A Practical Micropipette-Image Calibration Method for Somatic Cell Microinjection

This paper proposes a practical micropipette-image 2-D pixel and 3-D spatial coordination) calibration method indispensable to somatic cell microinjection, leveraging advancements in modern motorized micromanipulators. The method determines the depth information of the micropipette in the microscope field by assessing the contact between the micropipette tip and the bottom of the culture dish. It uses recoverable deformation upon contact as a criterion for precise positioning, ensuring the tip is on the dish’s bottom surface and in the microscope’s focus plane. Additionally, the paper introduces an on-the-spot method for breaking a micropipette tip and a preprocessing technique for somatic cells. The proposed micropipette tip-breaking method, using a low-cost acrylic ring, overcomes previous drawbacks and proves quick and user-friendly.
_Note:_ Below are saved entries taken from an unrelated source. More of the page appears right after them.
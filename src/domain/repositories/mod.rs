//! Repository trait definitions for the domain layer.
//!
//! Traits define the contract for data operations; implementations live in
//! `crate::infrastructure::persistence`. Mock implementations are generated
//! via `mockall` for testing.
//!
//! See integration tests in `tests/repository_*.rs` for usage examples.

pub mod shortened_url_repository;

pub use shortened_url_repository::ShortenedUrlRepository;

#[cfg(test)]
pub use shortened_url_repository::MockShortenedUrlRepository;
//! Application layer services.
//!
//! Services consume repository traits and provide a small API for HTTP
//! handlers and the admin CLI.
//!
//! - [`services::link_service::LinkService`] - Short link creation, resolution and health

pub mod services;
//! Application error type and its HTTP mapping.
//!
//! Every failure is rendered as `{"error": "<message>"}`. Storage-level
//! details are logged but never sent to the client.

use std::time::Duration;

use axum::{
    Json,
    extract::rejection::JsonRejection,
    http::StatusCode,
    response::{IntoResponse, Response},
};
use serde::Serialize;

/// Public message for any 5xx response.
pub const INTERNAL_ERROR_MESSAGE: &str = "Internal Server Error";

/// Public message for lookup misses.
pub const NOT_FOUND_MESSAGE: &str = "Not Found";

/// Public message for request bodies that could not be parsed.
pub const INVALID_JSON_MESSAGE: &str = "Invalid JSON";

#[derive(Debug, Serialize)]
struct ErrorBody<'a> {
    error: &'a str,
}

#[derive(Debug, thiserror::Error)]
pub enum AppError {
    #[error("{message}")]
    BadRequest { message: String },

    #[error("{message}")]
    NotFound { message: String },

    #[error("storage error: {0}")]
    Storage(#[from] sqlx::Error),

    #[error("storage operation timed out after {0:?}")]
    Timeout(Duration),

    #[error("{message}")]
    Internal { message: String },
}

impl AppError {
    pub fn bad_request(message: impl Into<String>) -> Self {
        Self::BadRequest {
            message: message.into(),
        }
    }

    pub fn not_found(message: impl Into<String>) -> Self {
        Self::NotFound {
            message: message.into(),
        }
    }

    pub fn internal(message: impl Into<String>) -> Self {
        Self::Internal {
            message: message.into(),
        }
    }

    /// Returns true for a lookup miss, false for every other kind.
    pub fn is_not_found(&self) -> bool {
        matches!(self, Self::NotFound { .. })
    }

    pub fn status_code(&self) -> StatusCode {
        match self {
            Self::BadRequest { .. } => StatusCode::BAD_REQUEST,
            Self::NotFound { .. } => StatusCode::NOT_FOUND,
            Self::Storage(_) | Self::Timeout(_) | Self::Internal { .. } => {
                StatusCode::INTERNAL_SERVER_ERROR
            }
        }
    }
}

impl From<JsonRejection> for AppError {
    fn from(rejection: JsonRejection) -> Self {
        tracing::debug!("Rejected request body: {}", rejection.body_text());
        Self::bad_request(INVALID_JSON_MESSAGE)
    }
}

impl IntoResponse for AppError {
    fn into_response(self) -> Response {
        let status = self.status_code();

        let message = match &self {
            AppError::BadRequest { message } => message.as_str(),
            AppError::NotFound { .. } => NOT_FOUND_MESSAGE,
            AppError::Storage(_) | AppError::Timeout(_) | AppError::Internal { .. } => {
                tracing::error!(error = %self, "Request failed");
                INTERNAL_ERROR_MESSAGE
            }
        };

        (status, Json(ErrorBody { error: message })).into_response()
    }
}

#[cfg(test)]
mod tests {
    use super::*;
    use axum::body::to_bytes;

    async fn body_json(response: Response) -> serde_json::Value {
        let bytes = to_bytes(response.into_body(), usize::MAX).await.unwrap();
        serde_json::from_slice(&bytes).unwrap()
    }

    #[tokio::test]
    async fn test_bad_request_keeps_message() {
        let response = AppError::bad_request(INVALID_JSON_MESSAGE).into_response();

        assert_eq!(response.status(), StatusCode::BAD_REQUEST);
        assert_eq!(body_json(response).await["error"], "Invalid JSON");
    }

    #[tokio::test]
    async fn test_not_found_uses_generic_message() {
        let response = AppError::not_found("no row for token abc12345").into_response();

        assert_eq!(response.status(), StatusCode::NOT_FOUND);
        assert_eq!(body_json(response).await["error"], "Not Found");
    }

    #[tokio::test]
    async fn test_storage_error_does_not_leak_details() {
        let response = AppError::from(sqlx::Error::PoolClosed).into_response();

        assert_eq!(response.status(), StatusCode::INTERNAL_SERVER_ERROR);
        assert_eq!(body_json(response).await["error"], "Internal Server Error");
    }

    #[test]
    fn test_timeout_maps_to_500() {
        let err = AppError::Timeout(Duration::from_secs(5));
        assert_eq!(err.status_code(), StatusCode::INTERNAL_SERVER_ERROR);
        assert!(!err.is_not_found());
        assert!(AppError::not_found("x").is_not_found());
    }
}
The preprocessing technique converts fully adherent somatic cells into semi-adherent cells, increasing cell thickness for easier puncturing. Combining these techniques, the study validated the approaches through over 900 injections on human dermal fibroblast (HDF) cells, achieving a success rate of 53.3% and a survival rate of 95.8%. Note to Practitioners–This study was initiated to address the challenge of establishing accurate mapping relationships between observed 2-D coordinates of a micropipette tip in microscope vision and 3-D positional data obtained from an external controller of an XYZ micromanipulator. However, its relevance extends beyond somatic cell microinjection to other micromanipulation applications like micro-assembly. Common calibration methods involve motorized objectives or stereo microscopic vision, whereas our paper proposes a practical approach utilizing recoverable deformation upon tip contact with the dish bottom for precise positioning. The paper mathematically characterizes relationships between the pixel coordinate system and spatial coordinate systems, demonstrating problem-solving by ensuring the tip aligns with the dish’s bottom surface and the microscope’s focus plane. Although experiments affirm feasibility, refinement and testing in other micromanipulation applications are pending. Future research aims to enhance system modeling and calibration accuracy. © 2025 IEEE.